Risperidone induced acute dystonia: two case reports

Psychiatry and Clinical Psychopharmacology 2014; 24: Supplement S161-S162
Read: 1178 Published: 18 February 2021

Antipsychotic use in children is increasing. Neuroleptic-induced acute dystonia, or also known as acute dystonic reactions, are seen within days after starting or dose in crease of antipsychotics. Dystonic reactions are adverse extrapyramidal symptoms (EPS) and are common to antipsychotics. They are thought to have a significant impact on subjective tolerability and adherence with antipsychotic therapy in addition to impacting function. Unlike conventional antipsychotic medications, atypical antipsychotics have a significantly diminished risk of inducing acute EPS at recommended dose ranges. The purpose of the case reports was to provide guidance to clinicians on the clinical management EPS of second-generation antipsychotics.

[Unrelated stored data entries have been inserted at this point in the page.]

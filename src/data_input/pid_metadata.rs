// src/data_input/pid_metadata.rs

use serde::{Deserialize, Serialize};
use std::collections::HashMap;
use tracing::debug;

use crate::constants::{DEFAULT_PID_PITCH, DEFAULT_PID_ROLL, DEFAULT_PID_YAW};

/// Firmware family, detected from the log header. Only changes display terminology.
#[derive(Debug, Clone, Copy, PartialEq, Eq, Default)]
pub enum FirmwareType {
    Betaflight,
    EmuFlight,
    Inav,
    #[default]
    Unknown,
}

impl FirmwareType {
    /// Label of the feedforward term ("DF" on EmuFlight).
    pub fn ff_label(&self) -> &'static str {
        match self {
            FirmwareType::EmuFlight => "DF",
            _ => "FF",
        }
    }
}

/// PID values for one axis as found in the log header. Any field may be absent.
#[derive(Debug, Clone, Default, PartialEq)]
pub struct AxisPid {
    pub p: Option<u32>,
    pub i: Option<u32>,
    pub d: Option<u32>,
    pub d_max: Option<u32>, // Betaflight 4.6+ five-value format
    pub ff: Option<u32>,
}

/// PID metadata for Roll, Pitch and Yaw plus the detected firmware.
#[derive(Debug, Clone, Default, PartialEq)]
pub struct PidMetadata {
    pub roll: AxisPid,
    pub pitch: AxisPid,
    pub yaw: AxisPid,
    pub firmware_type: FirmwareType,
}

/// Current gains for one axis, as consumed by the PID recommender.
#[derive(Debug, Clone, Copy, PartialEq, Eq, Serialize, Deserialize)]
pub struct AxisPidGains {
    pub p: u32,
    pub i: u32,
    pub d: u32,
    #[serde(default)]
    pub f: u32,
}

impl AxisPidGains {
    fn from_defaults(defaults: [u32; 4]) -> Self {
        Self {
            p: defaults[0],
            i: defaults[1],
            d: defaults[2],
            f: defaults[3],
        }
    }

    /// "P:45 I:80 D:40 FF:120"; a zero FF term is omitted.
    pub fn format_compact(&self, firmware_type: FirmwareType) -> String {
        let mut text = format!("P:{} I:{} D:{}", self.p, self.i, self.d);
        if self.f > 0 {
            text.push_str(&format!(" {}:{}", firmware_type.ff_label(), self.f));
        }
        text
    }
}

/// Complete set of current PID gains [Roll, Pitch, Yaw].
#[derive(Debug, Clone, Copy, PartialEq, Eq, Serialize, Deserialize)]
pub struct PidConfiguration {
    pub roll: AxisPidGains,
    pub pitch: AxisPidGains,
    pub yaw: AxisPidGains,
}

impl Default for PidConfiguration {
    fn default() -> Self {
        Self {
            roll: AxisPidGains::from_defaults(DEFAULT_PID_ROLL),
            pitch: AxisPidGains::from_defaults(DEFAULT_PID_PITCH),
            yaw: AxisPidGains::from_defaults(DEFAULT_PID_YAW),
        }
    }
}

impl PidConfiguration {
    /// Gains for an axis index (0=roll, 1=pitch, 2=yaw). Out-of-range indices yield `None`.
    pub fn axis(&self, axis_index: usize) -> Option<&AxisPidGains> {
        match axis_index {
            0 => Some(&self.roll),
            1 => Some(&self.pitch),
            2 => Some(&self.yaw),
            _ => None,
        }
    }
}

impl PidMetadata {
    /// True when at least one axis carried a P value in the header.
    pub fn has_pids(&self) -> bool {
        self.roll.p.is_some() || self.pitch.p.is_some() || self.yaw.p.is_some()
    }

    /// Resolves header values into a full configuration.
    ///
    /// Each missing term falls back to the Betaflight default for that axis.
    pub fn to_configuration(&self) -> PidConfiguration {
        let defaults = PidConfiguration::default();
        let resolve = |axis: &AxisPid, fallback: AxisPidGains| AxisPidGains {
            p: axis.p.unwrap_or(fallback.p),
            i: axis.i.unwrap_or(fallback.i),
            d: axis.d.unwrap_or(fallback.d),
            f: axis.ff.unwrap_or(if axis.p.is_some() { 0 } else { fallback.f }),
        };
        PidConfiguration {
            roll: resolve(&self.roll, defaults.roll),
            pitch: resolve(&self.pitch, defaults.pitch),
            yaw: resolve(&self.yaw, defaults.yaw),
        }
    }
}

fn detect_firmware_type(header_map: &HashMap<String, String>) -> FirmwareType {
    for key in ["firmware revision", "firmware type"] {
        if let Some(value) = header_map.get(key) {
            let value = value.to_lowercase();
            if value.contains("emuflight") {
                return FirmwareType::EmuFlight;
            }
            if value.contains("betaflight") {
                return FirmwareType::Betaflight;
            }
            if value.contains("inav") {
                return FirmwareType::Inav;
            }
        }
    }

    if header_map.contains_key("df_yaw") {
        return FirmwareType::EmuFlight;
    }
    if header_map.contains_key("ff_weight") {
        return FirmwareType::Betaflight;
    }
    FirmwareType::Unknown
}

/// Parses PID metadata from header key/value pairs (keys are matched case-insensitively).
///
/// Understands `rollPID`/`pitchPID`/`yawPID` in the 3-value (P,I,D), INAV 4-value
/// (P,I,D,FF) and Betaflight 4.6 5-value (P,I,D,D-Max,FF) forms, plus `ff_weight`
/// and EmuFlight's `df_yaw`.
pub fn parse_pid_metadata(header_metadata: &[(String, String)]) -> PidMetadata {
    let mut pid_data = PidMetadata::default();
    if header_metadata.is_empty() {
        return pid_data;
    }

    let header_map: HashMap<String, String> = header_metadata
        .iter()
        .map(|(k, v)| (k.to_lowercase(), v.clone()))
        .collect();
    pid_data.firmware_type = detect_firmware_type(&header_map);

    if let Some(value) = header_map.get("rollpid") {
        pid_data.roll = parse_axis_pid(value);
    }
    if let Some(value) = header_map.get("pitchpid") {
        pid_data.pitch = parse_axis_pid(value);
    }
    if let Some(value) = header_map.get("yawpid") {
        pid_data.yaw = parse_axis_pid(value);
    }

    if let Some(value) = header_map.get("ff_weight") {
        let ff_values = parse_comma_separated_values(value);
        if ff_values.len() >= 3 {
            for (axis, ff) in [&mut pid_data.roll, &mut pid_data.pitch, &mut pid_data.yaw]
                .into_iter()
                .zip(ff_values)
            {
                axis.ff = Some(ff);
            }
        }
    }

    if let Some(df_yaw) = header_map.get("df_yaw").and_then(|v| v.trim().parse::<u32>().ok()) {
        pid_data.yaw.ff = Some(df_yaw);
    }

    debug!(
        "PID metadata ({:?}): roll {:?}, pitch {:?}, yaw {:?}",
        pid_data.firmware_type, pid_data.roll, pid_data.pitch, pid_data.yaw
    );
    pid_data
}

fn parse_axis_pid(pid_str: &str) -> AxisPid {
    let values = parse_comma_separated_values(pid_str);
    let mut axis_pid = AxisPid {
        p: values.first().copied(),
        i: values.get(1).copied(),
        d: values.get(2).copied(),
        ..AxisPid::default()
    };
    match values.len() {
        4 => axis_pid.ff = Some(values[3]),
        5 => {
            axis_pid.d_max = Some(values[3]);
            axis_pid.ff = Some(values[4]);
        }
        _ => {}
    }
    axis_pid
}

fn parse_comma_separated_values(value_str: &str) -> Vec<u32> {
    value_str
        .split(',')
        .filter_map(|s| s.trim().parse::<u32>().ok())
        .collect()
}

#[cfg(test)]
mod tests {
    use super::*;

    fn metadata(pairs: &[(&str, &str)]) -> Vec<(String, String)> {
        pairs
            .iter()
            .map(|(k, v)| (k.to_string(), v.to_string()))
            .collect()
    }

    #[test]
    fn test_betaflight_parsing() {
        let pid_data = parse_pid_metadata(&metadata(&[
            ("firmware revision", "Betaflight 4.4.2 (8d4f005) STM32F7X2"),
            ("rollPID", "31,56,21"),
            ("pitchPID", "32,58,23"),
            ("yawPID", "31,56,0"),
            ("ff_weight", "84,87,84"),
        ]));

        assert_eq!(pid_data.firmware_type, FirmwareType::Betaflight);
        assert_eq!(pid_data.roll.p, Some(31));
        assert_eq!(pid_data.roll.d, Some(21));
        assert_eq!(pid_data.roll.ff, Some(84));
        assert_eq!(pid_data.pitch.ff, Some(87));
        assert_eq!(pid_data.yaw.d, Some(0));

        let config = pid_data.to_configuration();
        assert_eq!(config.pitch, AxisPidGains { p: 32, i: 58, d: 23, f: 87 });
    }

    #[test]
    fn test_emuflight_df_yaw() {
        let pid_data = parse_pid_metadata(&metadata(&[
            ("rollPID", "52,57,38"),
            ("yawPID", "90,90,7"),
            ("df_yaw", "15"),
        ]));
        assert_eq!(pid_data.firmware_type, FirmwareType::EmuFlight);
        assert_eq!(pid_data.roll.ff, None);
        assert_eq!(pid_data.yaw.ff, Some(15));
        assert_eq!(pid_data.to_configuration().roll.f, 0);
    }

    #[test]
    fn test_inav_and_five_value_formats() {
        let pid_data = parse_pid_metadata(&metadata(&[
            ("rollPID", "45,80,40,120"),
            ("pitchPID", "59,69,72,72,215"),
        ]));
        assert_eq!(pid_data.roll.ff, Some(120));
        assert_eq!(pid_data.roll.d_max, None);
        assert_eq!(pid_data.pitch.d, Some(72));
        assert_eq!(pid_data.pitch.d_max, Some(72));
        assert_eq!(pid_data.pitch.ff, Some(215));
    }

    #[test]
    fn test_missing_axes_fall_back_to_defaults() {
        let pid_data = parse_pid_metadata(&metadata(&[("rollPID", "50,90")]));
        assert!(pid_data.has_pids());
        let config = pid_data.to_configuration();
        assert_eq!(config.roll.p, 50);
        assert_eq!(config.roll.i, 90);
        assert_eq!(config.roll.d, DEFAULT_PID_ROLL[2]);
        assert_eq!(config.yaw, PidConfiguration::default().yaw);
    }

    #[test]
    fn test_empty_metadata() {
        let pid_data = parse_pid_metadata(&[]);
        assert!(!pid_data.has_pids());
        assert_eq!(pid_data.firmware_type, FirmwareType::Unknown);
        assert_eq!(pid_data.to_configuration(), PidConfiguration::default());
    }

    #[test]
    fn test_format_compact() {
        let gains = AxisPidGains { p: 31, i: 56, d: 21, f: 84 };
        assert_eq!(gains.format_compact(FirmwareType::Betaflight), "P:31 I:56 D:21 FF:84");
        assert_eq!(gains.format_compact(FirmwareType::EmuFlight), "P:31 I:56 D:21 DF:84");
        let no_ff = AxisPidGains { f: 0, ..gains };
        assert_eq!(no_ff.format_compact(FirmwareType::Betaflight), "P:31 I:56 D:21");
    }

    #[test]
    fn test_configuration_json_defaults_f() {
        let config: AxisPidGains = serde_json::from_str(r#"{"p":40,"i":70,"d":30}"#).unwrap();
        assert_eq!(config.f, 0);
        assert!(PidConfiguration::default().axis(3).is_none());
    }
}

// src/data_input/pid_metadata.rs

Case 1. A 10-year-old boy was admitted to our polyclinic with irritability, aggressive behavior, loss of interest to lessons, and difficulty in adapting to the rules. Sub-scores of WISC-R were found as following: verbal score:118, performance score: 101, IQ: 112, general information: 15, arithmetic: 8, judgment: 16, block design: 8, sequence of numbers: 10, picture completion: 11, code: 9, picture completion: 15. Bender gestalt visual motor test score was found to be within 10% percentile. Low dose methylphenidate treatment was started and risperidone was added for behavioral problems. Methylphenidate and risperidone doses were increased to 36 mg/day and 2 mg/day, respectively during the clinical course. One month later, it was found out that risperidone was administered to the patient 4 mg/day instead of 2 mg/day, erroneously, by the family. Patient was admitted to emergency with acute dystonic reactions consisting of torticollis, tongue protrusion and respiratory distress that resolved with the intramuscular administration of biperiden 2.5 mg.

Case 2. A 5.5-year-old boy was the only child of the family. His neuromotor development was normal. He began to walk at 1 year-old and speak at 2 year-old. He wasn’t at school age. In particular of family history; his cousin was autistic. He was admitted to our polyclinic with complaints including: irritability, aggressive behavior, difficulty in establishing relationships and late bedtime. He didn’t know colors and shapes. His initial treatment was started with risperidone 0.25 mg/day. He was admitted to the emergency service with tongue protrusion, neck dystonia and inability to speak after the second dose. We diagnosed EPS and administered intravenous biperiden hydrochloride (1x1/8 bulbs in 100 cc %0,9 NaCl). Complaints were resolved with biperiden.

Acute dystonic reactions can occur within a few hours, days or weeks (4). Risk of EPS is increasing with high dose. However,single-dose or low-dose antipsychotics can induce dystonia. In this case report, we point at the importance of management of acute dystonia. Families should be informed about EPS.